As I said, I’m nearly 78. In New York, half the deaths are those of people between 60 and 89. “Underlying conditions” worsen the odds, and I’ve got an unofficial list: diabetes, heart and cancer histories, kidney issues, lungs vulnerable to bronchitis.
And get this: the “novel” coronavirus so new that it hasn’t heard about “male privilege;” quite the opposite, it kills more men than women.
IT GETS WORSE.
Let’s say that a member of our bad-odds club gets the bug, struggles at home and ends up in a hospital. They’re still in the game, because if COVID-19 clogs up the lungs, a ventilator can help with breathing.
Not so fast. Up to now, we’ve worried that the main problem with ventilators is that there aren’t enough of them. But that’s only part of the story. Here’s something written April 4 by Dr. Kathryn Dreger, a clinical assistant professor of medicine at Georgetown University, for the New York Times:
“It breaks my heart that Americans who get sick enough to need them won’t know what desperate situations they face, nor will they understand what ventilators can do to help, and what they can never fix.”
Lots of people die even when using ventilators, Dreger wrote, and some who leave the hospital die soon after. Longer-term survivors may suffer the downside of sedation, which is needed for someone to be able to tolerate ventilators; aftereffects can include trouble with walking, and with thinking and with resisting future infections.

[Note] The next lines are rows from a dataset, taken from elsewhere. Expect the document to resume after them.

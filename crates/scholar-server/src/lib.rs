//! HTTP surface for Scholar: token-gated API routes plus the public key
//! endpoint other services use to verify tokens.

pub mod config;
pub mod error;
pub mod handlers;
pub mod middleware;
pub mod routes;
pub mod state;

pub use routes::create_router;
pub use state::AppState;
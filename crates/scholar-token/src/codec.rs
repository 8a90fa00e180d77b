//! Token signing and signature verification.
//!
//! A token is a single-block Biscuit. Every claim becomes one authority fact:
//! `issuer`, `subject`, `audience`, `user_id`, `email`, `token_id` (strings),
//! `issued_at`, `expiration`, `not_before` (unix milliseconds) and one
//! `role` fact per role. Empty optional claims are left out.

use crate::claims::Payload;
use crate::error::TokenError;
use biscuit_auth::builder::{AuthorizerBuilder, Rule};
use biscuit_auth::datalog::RunLimits;
use biscuit_auth::macros::fact;
use biscuit_auth::{Authorizer, Biscuit, KeyPair, PublicKey};
use chrono::{DateTime, Utc};
use std::time::Duration;

/// Sign `payload` into a token string.
pub fn sign(payload: &Payload, keypair: &KeyPair) -> Result<String, TokenError> {
    let signing = |e: biscuit_auth::error::Token| TokenError::Signing(e.to_string());
    let mut builder = Biscuit::builder();

    if !payload.issuer.is_empty() {
        builder = builder
            .fact(fact!("issuer({issuer})", issuer = payload.issuer.clone()))
            .map_err(signing)?;
    }
    if !payload.subject.is_empty() {
        builder = builder
            .fact(fact!("subject({subject})", subject = payload.subject.clone()))
            .map_err(signing)?;
    }
    if !payload.audience.is_empty() {
        builder = builder
            .fact(fact!("audience({audience})", audience = payload.audience.clone()))
            .map_err(signing)?;
    }
    if !payload.token_id.is_empty() {
        builder = builder
            .fact(fact!("token_id({token_id})", token_id = payload.token_id.clone()))
            .map_err(signing)?;
    }
    if !payload.user_id.is_empty() {
        builder = builder
            .fact(fact!("user_id({user_id})", user_id = payload.user_id.clone()))
            .map_err(signing)?;
    }
    if !payload.email.is_empty() {
        builder = builder
            .fact(fact!("email({email})", email = payload.email.clone()))
            .map_err(signing)?;
    }
    for role in &payload.roles {
        builder = builder
            .fact(fact!("role({role})", role = role.clone()))
            .map_err(signing)?;
    }

    builder = builder
        .fact(fact!(
            "issued_at({timestamp})",
            timestamp = payload.issued_at.timestamp_millis()
        ))
        .map_err(signing)?;
    builder = builder
        .fact(fact!(
            "expiration({timestamp})",
            timestamp = payload.expiration.timestamp_millis()
        ))
        .map_err(signing)?;
    if let Some(not_before) = payload.not_before {
        builder = builder
            .fact(fact!(
                "not_before({timestamp})",
                timestamp = not_before.timestamp_millis()
            ))
            .map_err(signing)?;
    }

    let biscuit = builder.build(keypair).map_err(signing)?;
    biscuit.to_base64().map_err(signing)
}

/// Check the signature of `token` against `public_key` and read its claims.
///
/// Nothing inside the token is looked at until the signature chain checks out.
pub fn verify(token: &str, public_key: PublicKey) -> Result<Payload, TokenError> {
    let token = token.trim();
    let biscuit = Biscuit::from_base64(token, public_key)
        .map_err(|e| TokenError::SignatureInvalid(e.to_string()))?;

    // The parser tolerates some encodings that differ from what was signed;
    // only the exact issued string is accepted.
    let canonical = biscuit
        .to_base64()
        .map_err(|e| TokenError::SignatureInvalid(e.to_string()))?;
    if canonical != token {
        return Err(TokenError::SignatureInvalid(
            "token encoding does not match its signed content".into(),
        ));
    }

    // Issued tokens have exactly one block; anything appended is a modification.
    if biscuit.block_count() != 1 {
        return Err(TokenError::SignatureInvalid(format!(
            "expected 1 block, found {}",
            biscuit.block_count()
        )));
    }

    let mut authorizer = AuthorizerBuilder::new()
        .set_limits(claim_query_limits())
        .build(&biscuit)
        .map_err(|e| TokenError::MalformedToken(e.to_string()))?;

    let issued_at = required_timestamp(&mut authorizer, "issued_at")?;
    let expiration = required_timestamp(&mut authorizer, "expiration")?;
    let not_before = optional_timestamp(&mut authorizer, "not_before")?;

    let mut roles = query_strings(&mut authorizer, "data($x) <- role($x)")?;
    roles.sort();
    roles.dedup();

    Ok(Payload {
        issuer: first_string(&mut authorizer, "data($x) <- issuer($x)")?,
        subject: first_string(&mut authorizer, "data($x) <- subject($x)")?,
        audience: first_string(&mut authorizer, "data($x) <- audience($x)")?,
        expiration,
        not_before,
        issued_at,
        token_id: first_string(&mut authorizer, "data($x) <- token_id($x)")?,
        user_id: first_string(&mut authorizer, "data($x) <- user_id($x)")?,
        email: first_string(&mut authorizer, "data($x) <- email($x)")?,
        roles,
    })
}

/// Datalog budget for reading claims; must hold up under concurrent load.
fn claim_query_limits() -> RunLimits {
    RunLimits {
        max_time: Duration::from_secs(1),
        ..RunLimits::default()
    }
}

fn parse_rule(rule: &str) -> Result<Rule, TokenError> {
    rule.parse()
        .map_err(|e: biscuit_auth::error::Token| TokenError::MalformedToken(e.to_string()))
}

fn query_strings(authorizer: &mut Authorizer, rule: &str) -> Result<Vec<String>, TokenError> {
    let res: Vec<(String,)> = authorizer
        .query(parse_rule(rule)?)
        .map_err(|e| TokenError::MalformedToken(e.to_string()))?;
    Ok(res.into_iter().map(|(s,)| s).collect())
}

fn first_string(authorizer: &mut Authorizer, rule: &str) -> Result<String, TokenError> {
    Ok(query_strings(authorizer, rule)?
        .into_iter()
        .next()
        .unwrap_or_default())
}

fn optional_timestamp(
    authorizer: &mut Authorizer,
    name: &str,
) -> Result<Option<DateTime<Utc>>, TokenError> {
    let rule = format!("data($t) <- {name}($t)");
    let res: Vec<(i64,)> = authorizer
        .query(parse_rule(&rule)?)
        .map_err(|e| TokenError::MalformedToken(e.to_string()))?;

    match res.into_iter().next() {
        None => Ok(None),
        Some((millis,)) => DateTime::<Utc>::from_timestamp_millis(millis)
            .map(Some)
            .ok_or_else(|| {
                TokenError::MalformedToken(format!("{name} out of range: {millis}"))
            }),
    }
}

fn required_timestamp(
    authorizer: &mut Authorizer,
    name: &str,
) -> Result<DateTime<Utc>, TokenError> {
    optional_timestamp(authorizer, name)?
        .ok_or_else(|| TokenError::MalformedToken(format!("missing {name} claim")))
}
use scholar_server::{AppState, config, create_router};
use std::sync::Arc;
use tracing_subscriber::EnvFilter;

#[tokio::main]
async fn main() -> anyhow::Result<()> {
    tracing_subscriber::fmt()
        .with_env_filter(
            EnvFilter::try_from_default_env().unwrap_or_else(|_| EnvFilter::new("info")),
        )
        .init();

    let cfg = config::load_config()?;
    let state = Arc::new(AppState::init(&cfg)?);
    let app = create_router(state);

    let listener = tokio::net::TcpListener::bind(&cfg.server.bind).await?;
    tracing::info!("scholar-server listening on {}", cfg.server.bind);

    axum::serve(listener, app)
        .with_graceful_shutdown(shutdown_signal())
        .await?;

    Ok(())
}

async fn shutdown_signal() {
    if let Err(e) = tokio::signal::ctrl_c().await {
        tracing::error!(error = %e, "failed to listen for shutdown signal");
        std::future::pending::<()>().await;
    }
    tracing::info!("shutting down");
}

When I read that, I was astonished. And grateful. Now I can rewrite my “advance healthcare directive” to avoid ventilators or similar treatment if doctors believe there’s a good chance they’ll turn a good life into a bad joke.

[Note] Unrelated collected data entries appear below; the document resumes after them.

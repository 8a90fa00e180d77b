use crate::middleware::auth::AuthContext;
use crate::state::AppState;
use axum::{
    Json,
    extract::State,
    http::header,
    response::IntoResponse,
};
use serde_json::json;
use std::sync::Arc;

pub async fn healthz() -> Json<serde_json::Value> {
    Json(json!({ "ok": true, "service": "scholar-server" }))
}

/// Raw Ed25519 public key, for services that verify tokens offline.
pub async fn public_key(State(state): State<Arc<AppState>>) -> impl IntoResponse {
    (
        [
            (header::CONTENT_TYPE, "application/octet-stream"),
            (header::CACHE_CONTROL, "public, max-age=3600"),
        ],
        state.token_maker.public_key().to_vec(),
    )
}

pub async fn whoami(ctx: AuthContext) -> Json<serde_json::Value> {
    Json(json!({
        "user_id": ctx.user_id,
        "email": ctx.email,
        "roles": ctx.roles,
        "subject": ctx.subject,
        "expires_at": ctx.payload.expiration.to_rfc3339(),
    }))
}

Don’t get me wrong. I cherish my life. If you meet any of our three children, your day has just gotten better. Same with our granddaughter and her husband. My wife, Judy? When they meet her, babies smile and cats purr.
I’ve lived in paradise, first in Vermont, now in Newport. For 35 years, I was a reporter at the Providence Journal, when newspapers were at their historic peak and the Journal was one of the great ones, and you still can see some of that legacy in today’s badly shrunken version.

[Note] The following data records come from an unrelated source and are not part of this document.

// Ranking Dataset - year-indexed ranking lists + yearly vote totals
//
// The ranking document keys years as strings ("2025"). They are parsed to
// integers here, once, so every query works with `i32` years.

use crate::entities::CharacterId;
use crate::error::{DatasetError, DatasetResult};
use serde::{Deserialize, Serialize};
use std::collections::BTreeMap;

// ============================================================================
// RANKING ENTRY
// ============================================================================

/// One character's result in one year
#[derive(Debug, Clone, Copy, PartialEq, Eq, Serialize, Deserialize)]
pub struct RankingEntry {
    pub character_id: CharacterId,

    /// 1-based position, lower is better
    pub rank: u32,

    pub votes: u64,
}

impl RankingEntry {
    pub fn new(character_id: impl Into<CharacterId>, rank: u32, votes: u64) -> Self {
        RankingEntry {
            character_id: character_id.into(),
            rank,
            votes,
        }
    }
}

// ============================================================================
// RANKING DOCUMENT
// ============================================================================

/// Shape of the ranking document, year keys still textual
#[derive(Debug, Clone, Default, Serialize, Deserialize)]
pub struct RankingDocument {
    pub yearly_rankings: BTreeMap<String, Vec<RankingEntry>>,
    pub total_votes_by_year: BTreeMap<String, u64>,
}

// ============================================================================
// RANKING DATASET
// ============================================================================

/// In-memory ranking store
///
/// Entries of a year are kept in the order the document lists them
/// (ascending rank for well-formed data).
#[derive(Debug, Clone, Default, PartialEq, Eq)]
pub struct RankingDataset {
    yearly_rankings: BTreeMap<i32, Vec<RankingEntry>>,
    total_votes_by_year: BTreeMap<i32, u64>,
}

impl RankingDataset {
    pub fn new(
        yearly_rankings: BTreeMap<i32, Vec<RankingEntry>>,
        total_votes_by_year: BTreeMap<i32, u64>,
    ) -> Self {
        RankingDataset {
            yearly_rankings,
            total_votes_by_year,
        }
    }

    /// Convert the textual year keys of the document
    pub fn from_document(document: RankingDocument) -> DatasetResult<Self> {
        let yearly_rankings = parse_year_keys(document.yearly_rankings, "yearly_rankings")?;
        let total_votes_by_year =
            parse_year_keys(document.total_votes_by_year, "total_votes_by_year")?;

        Ok(RankingDataset::new(yearly_rankings, total_votes_by_year))
    }

    /// Parse the ranking document from JSON text
    pub fn from_json_str(json: &str) -> DatasetResult<Self> {
        let document: RankingDocument =
            serde_json::from_str(json).map_err(|e| DatasetError::json("ranking", e))?;
        Self::from_document(document)
    }

    pub fn yearly_rankings(&self) -> &BTreeMap<i32, Vec<RankingEntry>> {
        &self.yearly_rankings
    }

    pub fn total_votes_by_year(&self) -> &BTreeMap<i32, u64> {
        &self.total_votes_by_year
    }

    pub fn ranking(&self, year: i32) -> Option<&[RankingEntry]> {
        self.yearly_rankings.get(&year).map(Vec::as_slice)
    }

    pub fn is_empty(&self) -> bool {
        self.yearly_rankings.is_empty()
    }
}

/// Parse a year key
///
/// Surrounding whitespace and leading zeros are accepted, so `" 2025"` and
/// `"02025"` both mean 2025. Two such keys in one table are rejected when
/// the document is loaded.
pub fn parse_year(key: &str) -> Option<i32> {
    key.trim().parse().ok()
}

fn parse_year_keys<V>(
    table: BTreeMap<String, V>,
    name: &'static str,
) -> DatasetResult<BTreeMap<i32, V>> {
    let mut parsed = BTreeMap::new();
    for (key, value) in table {
        let year = parse_year(&key).ok_or_else(|| DatasetError::invalid_year(key, name))?;
        if parsed.insert(year, value).is_some() {
            return Err(DatasetError::DuplicateYear { year, table: name });
        }
    }
    Ok(parsed)
}

// ============================================================================
// TESTS
// ============================================================================

#[cfg(test)]
mod tests {
    use super::*;

    const RANKING_JSON: &str = r#"{
        "yearly_rankings": {
            "2025": [
                { "character_id": 1, "rank": 1, "votes": 900 },
                { "character_id": 2, "rank": 2, "votes": 800 }
            ],
            "2024": [
                { "character_id": 2, "rank": 1, "votes": 700 }
            ]
        },
        "total_votes_by_year": { "2024": 700, "2025": 1700 }
    }"#;

    #[test]
    fn test_year_keys_become_integers() {
        let dataset = RankingDataset::from_json_str(RANKING_JSON).unwrap();

        let years: Vec<i32> = dataset.yearly_rankings().keys().copied().collect();
        assert_eq!(years, vec![2024, 2025]);
        assert_eq!(dataset.total_votes_by_year().get(&2025), Some(&1700));
    }

    #[test]
    fn test_entries_keep_document_order() {
        let dataset = RankingDataset::from_json_str(RANKING_JSON).unwrap();

        let ranking = dataset.ranking(2025).unwrap();
        assert_eq!(ranking[0], RankingEntry::new(1, 1, 900));
        assert_eq!(ranking[1], RankingEntry::new(2, 2, 800));
        assert!(dataset.ranking(1999).is_none());
    }

    #[test]
    fn test_invalid_year_key_is_rejected() {
        let json = r#"{
            "yearly_rankings": { "last year": [] },
            "total_votes_by_year": {}
        }"#;

        let err = RankingDataset::from_json_str(json).unwrap_err();
        match err {
            DatasetError::InvalidYear { key, table } => {
                assert_eq!(key, "last year");
                assert_eq!(table, "yearly_rankings");
            }
            other => panic!("unexpected error: {other}"),
        }
    }

    #[test]
    fn test_invalid_total_key_is_rejected() {
        let json = r#"{
            "yearly_rankings": {},
            "total_votes_by_year": { "20x5": 10 }
        }"#;

        let err = RankingDataset::from_json_str(json).unwrap_err();
        assert!(err.to_string().contains("total_votes_by_year"));
    }

    #[test]
    fn test_negative_votes_are_malformed() {
        let json = r#"{
            "yearly_rankings": { "2025": [ { "character_id": 1, "rank": 1, "votes": -5 } ] },
            "total_votes_by_year": {}
        }"#;

        assert!(matches!(
            RankingDataset::from_json_str(json),
            Err(DatasetError::Json { .. })
        ));
    }

    #[test]
    fn test_colliding_year_keys_are_rejected() {
        let json = r#"{
            "yearly_rankings": {
                "2025": [ { "character_id": 1, "rank": 1, "votes": 10 } ],
                " 2025": [ { "character_id": 2, "rank": 1, "votes": 20 } ]
            },
            "total_votes_by_year": {}
        }"#;

        match RankingDataset::from_json_str(json).unwrap_err() {
            DatasetError::DuplicateYear { year, table } => {
                assert_eq!(year, 2025);
                assert_eq!(table, "yearly_rankings");
            }
            other => panic!("unexpected error: {other}"),
        }
    }

    #[test]
    fn test_colliding_total_keys_are_rejected() {
        let json = r#"{
            "yearly_rankings": {},
            "total_votes_by_year": { "2025": 10, "02025": 20 }
        }"#;

        let err = RankingDataset::from_json_str(json).unwrap_err();
        assert!(matches!(err, DatasetError::DuplicateYear { year: 2025, .. }));
        assert!(err.to_string().contains("total_votes_by_year"));
    }

    #[test]
    fn test_parse_year() {
        assert_eq!(parse_year("2025"), Some(2025));
        assert_eq!(parse_year(" 2021 "), Some(2021));
        assert_eq!(parse_year("02021"), Some(2021));
        assert_eq!(parse_year("twenty"), None);
    }

    #[test]
    fn test_empty_dataset() {
        let dataset = RankingDataset::default();
        assert!(dataset.is_empty());
        assert!(dataset.ranking(2025).is_none());
    }
}
// Character Entity - stable identity + display values
//
// "Character id is IDENTITY (never changes), name and debut year are VALUES"
//
// Characters are created once when the catalog document is loaded and are
// never mutated afterwards. Ranking entries reference them by id only.

use crate::error::{DatasetError, DatasetResult};
use serde::{Deserialize, Serialize};
use std::collections::HashMap;
use std::fmt;

/// Name returned for ids that are not in the catalog
pub const UNKNOWN_CHARACTER_NAME: &str = "Unknown";

// ============================================================================
// CHARACTER ID
// ============================================================================

/// Stable identifier of a character (foreign key of every ranking entry)
#[derive(Debug, Clone, Copy, PartialEq, Eq, Hash, PartialOrd, Ord, Serialize, Deserialize)]
#[serde(transparent)]
pub struct CharacterId(pub u32);

impl fmt::Display for CharacterId {
    fn fmt(&self, f: &mut fmt::Formatter<'_>) -> fmt::Result {
        fmt::Display::fmt(&self.0, f)
    }
}

impl From<u32> for CharacterId {
    fn from(id: u32) -> Self {
        CharacterId(id)
    }
}

// ============================================================================
// CHARACTER ENTITY
// ============================================================================

#[derive(Debug, Clone, PartialEq, Eq, Serialize, Deserialize)]
pub struct Character {
    /// Stable identity - NEVER changes
    pub id: CharacterId,

    /// Display name
    pub name: String,

    /// Year the character was first introduced
    pub debut_year: i32,
}

impl Character {
    pub fn new(id: impl Into<CharacterId>, name: impl Into<String>, debut_year: i32) -> Self {
        Character {
            id: id.into(),
            name: name.into(),
            debut_year,
        }
    }

    /// Years since debut, as seen from `year`
    ///
    /// Negative when the character debuted after `year`.
    pub fn age_in(&self, year: i32) -> i32 {
        year.saturating_sub(self.debut_year)
    }
}

// ============================================================================
// CATALOG DOCUMENT
// ============================================================================

/// Shape of the character catalog document
#[derive(Debug, Clone, Serialize, Deserialize)]
pub struct CatalogDocument {
    pub characters: Vec<Character>,
}

// ============================================================================
// CHARACTER CATALOG
// ============================================================================

/// Read-only registry of all known characters
///
/// Keeps the load order for listing and a hashed index for lookups.
/// If the document repeats an id, the first occurrence wins (the data
/// quality pass reports the duplicate).
#[derive(Debug, Clone, Default)]
pub struct CharacterCatalog {
    characters: Vec<Character>,
    index: HashMap<CharacterId, usize>,
}

impl CharacterCatalog {
    pub fn new(characters: Vec<Character>) -> Self {
        let mut index = HashMap::with_capacity(characters.len());
        for (position, character) in characters.iter().enumerate() {
            index.entry(character.id).or_insert(position);
        }

        CharacterCatalog { characters, index }
    }

    pub fn from_document(document: CatalogDocument) -> Self {
        Self::new(document.characters)
    }

    /// Parse the catalog document from JSON text
    pub fn from_json_str(json: &str) -> DatasetResult<Self> {
        let document: CatalogDocument =
            serde_json::from_str(json).map_err(|e| DatasetError::json("character catalog", e))?;
        Ok(Self::from_document(document))
    }

    /// All characters in load order
    pub fn all(&self) -> &[Character] {
        &self.characters
    }

    pub fn get(&self, id: CharacterId) -> Option<&Character> {
        self.index.get(&id).map(|&position| &self.characters[position])
    }

    pub fn contains(&self, id: CharacterId) -> bool {
        self.index.contains_key(&id)
    }

    pub fn len(&self) -> usize {
        self.characters.len()
    }

    pub fn is_empty(&self) -> bool {
        self.characters.is_empty()
    }
}

// ============================================================================
// TESTS
// ============================================================================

I can’t remember a better time than Judy and I have been enjoying during our weeks of semi-lockdown. We’re cooking, she’s doing yoga, I’m writing, walking the dog, we’re watching high-grade streaming TV, keeping in touch with distant friends. And such touching gestures from “away:” our daughter in Massachusetts sent gloves and masks; from London, our granddaughter arranged a local food delivery to keep us out of supermarkets.
So much to look forward to: that birthday; our daughter’s birthday in the next month; and Judy’s and our granddaughter’s a few months after that. There’s the next call from my sister in Vermont and from our son on the other side of town. And we can’t wait for the election on Nov. 3.
Most people who get COVID-19 survive and may not even know they’ve had it. A subset of us in “the club” face a more difficult course. But thanks to Dr. Dreger for supplying the difficult-to-hear facts about what might lie ahead.
Now, although our choices are limited, at least they are ours to make.